Saved data entries:
-=-=-

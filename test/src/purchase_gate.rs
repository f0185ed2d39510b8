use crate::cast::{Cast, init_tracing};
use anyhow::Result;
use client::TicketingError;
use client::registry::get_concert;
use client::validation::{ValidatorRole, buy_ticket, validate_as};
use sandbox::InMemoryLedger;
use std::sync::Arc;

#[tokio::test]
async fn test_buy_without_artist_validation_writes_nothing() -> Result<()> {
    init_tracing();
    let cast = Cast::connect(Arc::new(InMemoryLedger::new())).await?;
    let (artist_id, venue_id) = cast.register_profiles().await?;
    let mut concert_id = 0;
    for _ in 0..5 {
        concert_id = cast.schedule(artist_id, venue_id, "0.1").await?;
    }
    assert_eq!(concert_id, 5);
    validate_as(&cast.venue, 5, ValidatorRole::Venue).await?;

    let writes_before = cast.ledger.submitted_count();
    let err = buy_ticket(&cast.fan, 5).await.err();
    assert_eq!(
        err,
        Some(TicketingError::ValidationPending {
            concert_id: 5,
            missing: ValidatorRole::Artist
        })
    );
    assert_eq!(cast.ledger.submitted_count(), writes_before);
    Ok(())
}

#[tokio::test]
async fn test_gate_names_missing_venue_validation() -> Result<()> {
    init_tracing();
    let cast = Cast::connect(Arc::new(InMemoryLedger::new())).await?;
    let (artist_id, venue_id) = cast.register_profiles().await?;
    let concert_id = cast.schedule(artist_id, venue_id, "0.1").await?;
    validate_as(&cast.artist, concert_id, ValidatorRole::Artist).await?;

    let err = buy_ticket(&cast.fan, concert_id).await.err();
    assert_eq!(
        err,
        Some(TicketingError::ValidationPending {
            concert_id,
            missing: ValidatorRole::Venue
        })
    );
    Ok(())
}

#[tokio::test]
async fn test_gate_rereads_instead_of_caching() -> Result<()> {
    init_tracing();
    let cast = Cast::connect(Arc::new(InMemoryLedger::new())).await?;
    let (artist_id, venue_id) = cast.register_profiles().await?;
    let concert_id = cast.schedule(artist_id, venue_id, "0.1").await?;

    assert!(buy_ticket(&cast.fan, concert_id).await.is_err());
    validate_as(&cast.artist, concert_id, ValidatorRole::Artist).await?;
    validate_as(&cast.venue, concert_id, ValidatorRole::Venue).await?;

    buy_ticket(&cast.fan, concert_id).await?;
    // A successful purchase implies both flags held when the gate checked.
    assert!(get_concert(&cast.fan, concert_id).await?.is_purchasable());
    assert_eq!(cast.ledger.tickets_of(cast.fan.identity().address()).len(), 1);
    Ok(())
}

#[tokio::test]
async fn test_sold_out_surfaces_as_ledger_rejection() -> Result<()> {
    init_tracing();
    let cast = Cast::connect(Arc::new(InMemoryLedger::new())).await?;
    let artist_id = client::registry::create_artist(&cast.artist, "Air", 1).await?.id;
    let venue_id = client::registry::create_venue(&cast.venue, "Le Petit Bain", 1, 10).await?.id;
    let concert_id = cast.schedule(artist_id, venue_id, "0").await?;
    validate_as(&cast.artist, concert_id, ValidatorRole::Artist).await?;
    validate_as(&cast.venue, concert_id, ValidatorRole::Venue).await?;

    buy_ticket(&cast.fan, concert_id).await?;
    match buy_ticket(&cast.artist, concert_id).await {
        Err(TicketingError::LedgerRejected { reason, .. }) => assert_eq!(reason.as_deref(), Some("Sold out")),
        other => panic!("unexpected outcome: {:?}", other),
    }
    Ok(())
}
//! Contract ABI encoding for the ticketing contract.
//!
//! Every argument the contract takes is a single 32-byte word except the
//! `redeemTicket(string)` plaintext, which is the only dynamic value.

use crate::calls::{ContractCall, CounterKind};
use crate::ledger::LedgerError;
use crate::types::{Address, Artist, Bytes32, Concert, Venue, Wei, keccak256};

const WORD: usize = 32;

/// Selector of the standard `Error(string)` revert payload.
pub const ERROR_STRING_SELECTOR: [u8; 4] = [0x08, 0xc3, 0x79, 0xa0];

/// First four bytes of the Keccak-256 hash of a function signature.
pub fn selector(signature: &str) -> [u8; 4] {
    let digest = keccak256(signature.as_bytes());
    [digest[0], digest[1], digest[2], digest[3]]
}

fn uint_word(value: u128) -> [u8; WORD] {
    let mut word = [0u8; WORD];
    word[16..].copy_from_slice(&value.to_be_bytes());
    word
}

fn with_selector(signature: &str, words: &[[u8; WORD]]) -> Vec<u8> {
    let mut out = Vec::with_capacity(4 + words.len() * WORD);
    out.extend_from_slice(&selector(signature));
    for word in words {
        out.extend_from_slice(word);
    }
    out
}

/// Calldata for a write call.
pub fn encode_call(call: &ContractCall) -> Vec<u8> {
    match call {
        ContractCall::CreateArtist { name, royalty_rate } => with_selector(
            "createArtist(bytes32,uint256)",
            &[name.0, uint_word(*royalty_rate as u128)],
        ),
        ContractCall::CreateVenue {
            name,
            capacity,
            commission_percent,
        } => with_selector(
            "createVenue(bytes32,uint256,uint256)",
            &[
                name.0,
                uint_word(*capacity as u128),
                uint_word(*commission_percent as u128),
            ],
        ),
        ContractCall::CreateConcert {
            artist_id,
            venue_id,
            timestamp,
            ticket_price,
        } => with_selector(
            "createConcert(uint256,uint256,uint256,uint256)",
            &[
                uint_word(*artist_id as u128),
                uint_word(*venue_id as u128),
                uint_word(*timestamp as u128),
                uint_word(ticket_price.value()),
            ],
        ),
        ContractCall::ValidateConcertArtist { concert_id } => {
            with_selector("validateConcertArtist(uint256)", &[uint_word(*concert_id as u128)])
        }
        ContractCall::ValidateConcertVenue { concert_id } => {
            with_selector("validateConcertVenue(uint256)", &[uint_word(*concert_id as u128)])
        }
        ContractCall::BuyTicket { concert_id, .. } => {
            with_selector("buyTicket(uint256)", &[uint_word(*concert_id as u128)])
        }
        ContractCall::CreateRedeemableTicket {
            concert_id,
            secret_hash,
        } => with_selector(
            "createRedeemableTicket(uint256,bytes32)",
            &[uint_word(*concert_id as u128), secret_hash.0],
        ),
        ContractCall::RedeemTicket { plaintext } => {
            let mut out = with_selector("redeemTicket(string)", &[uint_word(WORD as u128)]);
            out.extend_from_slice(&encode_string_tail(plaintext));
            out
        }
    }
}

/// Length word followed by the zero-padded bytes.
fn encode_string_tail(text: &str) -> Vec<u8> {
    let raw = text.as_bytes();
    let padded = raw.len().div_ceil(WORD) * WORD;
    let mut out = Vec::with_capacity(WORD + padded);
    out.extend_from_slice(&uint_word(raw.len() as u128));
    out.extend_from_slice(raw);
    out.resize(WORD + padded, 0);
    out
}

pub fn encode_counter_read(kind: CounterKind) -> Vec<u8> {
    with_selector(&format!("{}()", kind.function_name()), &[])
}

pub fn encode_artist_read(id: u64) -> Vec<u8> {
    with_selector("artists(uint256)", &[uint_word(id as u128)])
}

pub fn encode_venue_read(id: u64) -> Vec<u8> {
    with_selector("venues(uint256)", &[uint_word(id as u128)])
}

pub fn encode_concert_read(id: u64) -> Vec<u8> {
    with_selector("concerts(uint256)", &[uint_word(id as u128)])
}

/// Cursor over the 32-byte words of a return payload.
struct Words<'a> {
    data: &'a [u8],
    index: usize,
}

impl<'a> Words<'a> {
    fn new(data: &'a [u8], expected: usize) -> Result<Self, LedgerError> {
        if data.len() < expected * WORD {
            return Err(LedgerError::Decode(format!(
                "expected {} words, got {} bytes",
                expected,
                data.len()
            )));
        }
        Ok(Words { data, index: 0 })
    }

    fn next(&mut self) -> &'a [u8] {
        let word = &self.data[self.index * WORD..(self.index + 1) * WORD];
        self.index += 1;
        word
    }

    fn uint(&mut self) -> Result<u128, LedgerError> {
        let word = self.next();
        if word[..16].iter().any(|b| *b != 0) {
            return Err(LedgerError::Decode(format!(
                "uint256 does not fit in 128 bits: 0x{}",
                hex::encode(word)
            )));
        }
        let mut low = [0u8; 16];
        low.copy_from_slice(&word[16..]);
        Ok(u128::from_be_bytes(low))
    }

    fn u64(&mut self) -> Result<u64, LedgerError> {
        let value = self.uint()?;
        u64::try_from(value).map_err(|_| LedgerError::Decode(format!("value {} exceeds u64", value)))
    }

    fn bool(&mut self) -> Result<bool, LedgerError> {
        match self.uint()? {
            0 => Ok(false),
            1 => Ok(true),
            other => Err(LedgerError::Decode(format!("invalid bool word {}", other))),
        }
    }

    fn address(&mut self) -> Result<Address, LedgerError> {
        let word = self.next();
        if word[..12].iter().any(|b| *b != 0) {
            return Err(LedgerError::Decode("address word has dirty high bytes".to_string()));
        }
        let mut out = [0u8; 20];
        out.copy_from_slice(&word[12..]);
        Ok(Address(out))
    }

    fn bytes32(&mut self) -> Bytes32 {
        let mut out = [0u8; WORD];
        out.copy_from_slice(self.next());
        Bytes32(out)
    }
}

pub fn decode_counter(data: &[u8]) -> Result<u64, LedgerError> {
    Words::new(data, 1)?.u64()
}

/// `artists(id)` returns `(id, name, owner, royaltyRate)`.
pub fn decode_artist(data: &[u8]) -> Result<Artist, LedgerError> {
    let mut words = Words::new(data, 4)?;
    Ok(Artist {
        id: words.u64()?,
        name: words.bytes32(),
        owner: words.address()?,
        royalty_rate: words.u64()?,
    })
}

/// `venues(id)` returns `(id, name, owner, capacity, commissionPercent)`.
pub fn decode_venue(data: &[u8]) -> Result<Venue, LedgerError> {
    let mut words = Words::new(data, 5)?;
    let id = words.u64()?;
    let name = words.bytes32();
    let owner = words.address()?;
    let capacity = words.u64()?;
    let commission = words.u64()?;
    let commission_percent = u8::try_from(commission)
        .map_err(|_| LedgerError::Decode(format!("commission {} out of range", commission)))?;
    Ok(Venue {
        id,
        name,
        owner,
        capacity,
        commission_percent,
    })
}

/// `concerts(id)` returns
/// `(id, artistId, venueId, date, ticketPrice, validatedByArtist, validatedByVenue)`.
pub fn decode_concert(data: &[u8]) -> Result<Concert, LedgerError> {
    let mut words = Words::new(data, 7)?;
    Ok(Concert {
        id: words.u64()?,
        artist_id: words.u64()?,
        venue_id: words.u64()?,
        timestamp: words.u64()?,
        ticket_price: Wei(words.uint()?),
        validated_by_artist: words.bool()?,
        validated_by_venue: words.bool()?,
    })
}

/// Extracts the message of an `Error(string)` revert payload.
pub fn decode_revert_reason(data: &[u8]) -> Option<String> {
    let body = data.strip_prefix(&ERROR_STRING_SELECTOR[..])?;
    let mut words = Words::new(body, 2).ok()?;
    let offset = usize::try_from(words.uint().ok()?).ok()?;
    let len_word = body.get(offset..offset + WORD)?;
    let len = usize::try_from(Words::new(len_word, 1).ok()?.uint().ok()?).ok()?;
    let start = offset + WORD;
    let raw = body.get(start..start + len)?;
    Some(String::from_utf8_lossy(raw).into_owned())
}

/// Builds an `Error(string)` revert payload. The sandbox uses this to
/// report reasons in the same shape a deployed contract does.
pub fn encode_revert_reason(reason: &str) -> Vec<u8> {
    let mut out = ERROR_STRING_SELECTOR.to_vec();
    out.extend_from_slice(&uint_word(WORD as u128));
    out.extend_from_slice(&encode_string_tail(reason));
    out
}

-=-=-

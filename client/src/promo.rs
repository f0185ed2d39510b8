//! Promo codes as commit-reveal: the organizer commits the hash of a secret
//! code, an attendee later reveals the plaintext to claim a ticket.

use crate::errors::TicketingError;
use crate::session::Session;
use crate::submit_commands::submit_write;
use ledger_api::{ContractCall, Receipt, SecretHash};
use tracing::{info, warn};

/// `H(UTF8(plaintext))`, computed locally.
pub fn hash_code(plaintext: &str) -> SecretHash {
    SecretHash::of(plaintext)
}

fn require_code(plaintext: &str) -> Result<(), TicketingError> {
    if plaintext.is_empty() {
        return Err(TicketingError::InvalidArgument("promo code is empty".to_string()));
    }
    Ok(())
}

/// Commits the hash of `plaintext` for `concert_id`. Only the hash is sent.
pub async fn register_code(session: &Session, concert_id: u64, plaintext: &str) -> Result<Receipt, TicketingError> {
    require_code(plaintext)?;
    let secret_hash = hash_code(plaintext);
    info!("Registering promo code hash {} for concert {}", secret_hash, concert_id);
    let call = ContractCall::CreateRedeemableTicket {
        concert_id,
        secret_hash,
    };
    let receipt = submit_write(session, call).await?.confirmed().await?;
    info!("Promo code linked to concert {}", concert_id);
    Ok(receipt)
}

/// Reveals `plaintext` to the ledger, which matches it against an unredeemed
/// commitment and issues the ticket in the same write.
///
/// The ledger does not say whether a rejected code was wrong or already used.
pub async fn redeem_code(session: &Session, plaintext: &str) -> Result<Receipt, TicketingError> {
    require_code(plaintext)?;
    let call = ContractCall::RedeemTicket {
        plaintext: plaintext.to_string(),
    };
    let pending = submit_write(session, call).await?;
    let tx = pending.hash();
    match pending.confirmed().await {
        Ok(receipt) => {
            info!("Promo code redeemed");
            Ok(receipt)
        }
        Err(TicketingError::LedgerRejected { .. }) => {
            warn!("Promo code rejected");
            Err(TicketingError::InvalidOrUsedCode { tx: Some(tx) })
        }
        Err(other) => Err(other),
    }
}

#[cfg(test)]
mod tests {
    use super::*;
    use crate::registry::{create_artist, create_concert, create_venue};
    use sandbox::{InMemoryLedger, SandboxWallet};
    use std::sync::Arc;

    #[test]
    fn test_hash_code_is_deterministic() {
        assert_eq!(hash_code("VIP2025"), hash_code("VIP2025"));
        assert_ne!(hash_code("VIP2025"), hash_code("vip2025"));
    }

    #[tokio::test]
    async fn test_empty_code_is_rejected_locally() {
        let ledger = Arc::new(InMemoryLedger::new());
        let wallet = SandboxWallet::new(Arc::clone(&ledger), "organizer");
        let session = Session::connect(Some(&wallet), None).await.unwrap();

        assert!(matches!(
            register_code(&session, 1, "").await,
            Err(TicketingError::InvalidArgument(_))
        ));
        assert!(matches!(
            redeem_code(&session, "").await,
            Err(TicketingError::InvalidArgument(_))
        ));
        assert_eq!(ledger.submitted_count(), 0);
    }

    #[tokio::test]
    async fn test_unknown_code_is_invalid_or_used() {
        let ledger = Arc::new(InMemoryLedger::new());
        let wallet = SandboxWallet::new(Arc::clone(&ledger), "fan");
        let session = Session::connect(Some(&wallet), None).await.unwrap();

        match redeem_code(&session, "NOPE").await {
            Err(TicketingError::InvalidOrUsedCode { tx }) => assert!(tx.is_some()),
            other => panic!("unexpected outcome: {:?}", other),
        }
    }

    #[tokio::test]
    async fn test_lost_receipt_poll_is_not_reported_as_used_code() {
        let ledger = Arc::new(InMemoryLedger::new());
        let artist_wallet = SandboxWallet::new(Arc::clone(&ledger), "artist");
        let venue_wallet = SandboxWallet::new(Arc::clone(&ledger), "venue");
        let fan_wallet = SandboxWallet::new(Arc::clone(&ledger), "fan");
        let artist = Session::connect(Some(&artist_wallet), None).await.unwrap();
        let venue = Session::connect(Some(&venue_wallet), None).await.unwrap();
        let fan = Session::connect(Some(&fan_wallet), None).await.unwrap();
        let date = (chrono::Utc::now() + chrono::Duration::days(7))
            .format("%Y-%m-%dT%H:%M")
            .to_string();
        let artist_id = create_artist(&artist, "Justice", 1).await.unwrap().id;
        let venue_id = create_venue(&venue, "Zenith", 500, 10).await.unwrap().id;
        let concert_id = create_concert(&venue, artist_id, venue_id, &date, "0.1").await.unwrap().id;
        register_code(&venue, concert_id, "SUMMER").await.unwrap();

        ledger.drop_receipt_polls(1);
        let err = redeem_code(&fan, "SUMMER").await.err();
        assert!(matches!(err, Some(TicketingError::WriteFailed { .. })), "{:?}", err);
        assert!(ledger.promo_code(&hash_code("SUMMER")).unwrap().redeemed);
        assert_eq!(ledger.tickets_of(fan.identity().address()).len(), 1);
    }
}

-=-=-

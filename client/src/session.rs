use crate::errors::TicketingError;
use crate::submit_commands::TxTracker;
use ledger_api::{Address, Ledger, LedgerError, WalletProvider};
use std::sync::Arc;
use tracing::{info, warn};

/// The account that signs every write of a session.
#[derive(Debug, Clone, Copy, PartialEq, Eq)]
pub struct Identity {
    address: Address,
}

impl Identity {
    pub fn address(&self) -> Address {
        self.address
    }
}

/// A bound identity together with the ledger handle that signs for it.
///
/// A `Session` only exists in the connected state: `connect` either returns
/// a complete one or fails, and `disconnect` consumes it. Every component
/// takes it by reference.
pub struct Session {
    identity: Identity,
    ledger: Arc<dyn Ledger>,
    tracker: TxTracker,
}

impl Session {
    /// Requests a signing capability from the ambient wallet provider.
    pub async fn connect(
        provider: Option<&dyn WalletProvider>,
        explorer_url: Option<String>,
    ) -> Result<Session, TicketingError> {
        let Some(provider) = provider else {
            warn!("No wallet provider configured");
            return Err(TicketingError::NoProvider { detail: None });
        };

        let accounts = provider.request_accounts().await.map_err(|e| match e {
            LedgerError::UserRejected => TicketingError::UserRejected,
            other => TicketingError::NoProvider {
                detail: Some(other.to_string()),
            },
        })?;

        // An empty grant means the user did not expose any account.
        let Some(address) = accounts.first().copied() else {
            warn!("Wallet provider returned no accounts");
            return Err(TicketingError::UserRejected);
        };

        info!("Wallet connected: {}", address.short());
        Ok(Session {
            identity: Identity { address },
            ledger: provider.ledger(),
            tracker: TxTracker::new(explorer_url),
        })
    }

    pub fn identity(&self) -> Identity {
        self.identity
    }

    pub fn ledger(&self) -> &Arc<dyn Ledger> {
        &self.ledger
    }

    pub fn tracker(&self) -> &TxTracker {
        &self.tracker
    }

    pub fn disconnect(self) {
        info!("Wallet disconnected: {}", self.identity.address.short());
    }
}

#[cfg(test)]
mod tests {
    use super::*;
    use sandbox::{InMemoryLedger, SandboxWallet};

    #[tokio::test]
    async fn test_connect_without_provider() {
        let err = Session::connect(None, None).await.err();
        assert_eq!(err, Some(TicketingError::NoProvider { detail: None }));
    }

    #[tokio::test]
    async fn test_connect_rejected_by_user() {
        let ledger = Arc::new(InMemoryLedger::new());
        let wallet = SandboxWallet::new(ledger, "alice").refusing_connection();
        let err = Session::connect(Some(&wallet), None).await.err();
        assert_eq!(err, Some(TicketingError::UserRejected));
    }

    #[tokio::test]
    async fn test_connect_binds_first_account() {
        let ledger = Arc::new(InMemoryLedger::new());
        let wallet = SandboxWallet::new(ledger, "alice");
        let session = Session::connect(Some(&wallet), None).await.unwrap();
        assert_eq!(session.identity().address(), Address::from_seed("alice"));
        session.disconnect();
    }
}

-=-=-

About this task
Pull from the data each line where the string "digest" turns up.

Exercise response
    let digest = keccak256(signature.as_bytes());
    [digest[0], digest[1], digest[2], digest[3]]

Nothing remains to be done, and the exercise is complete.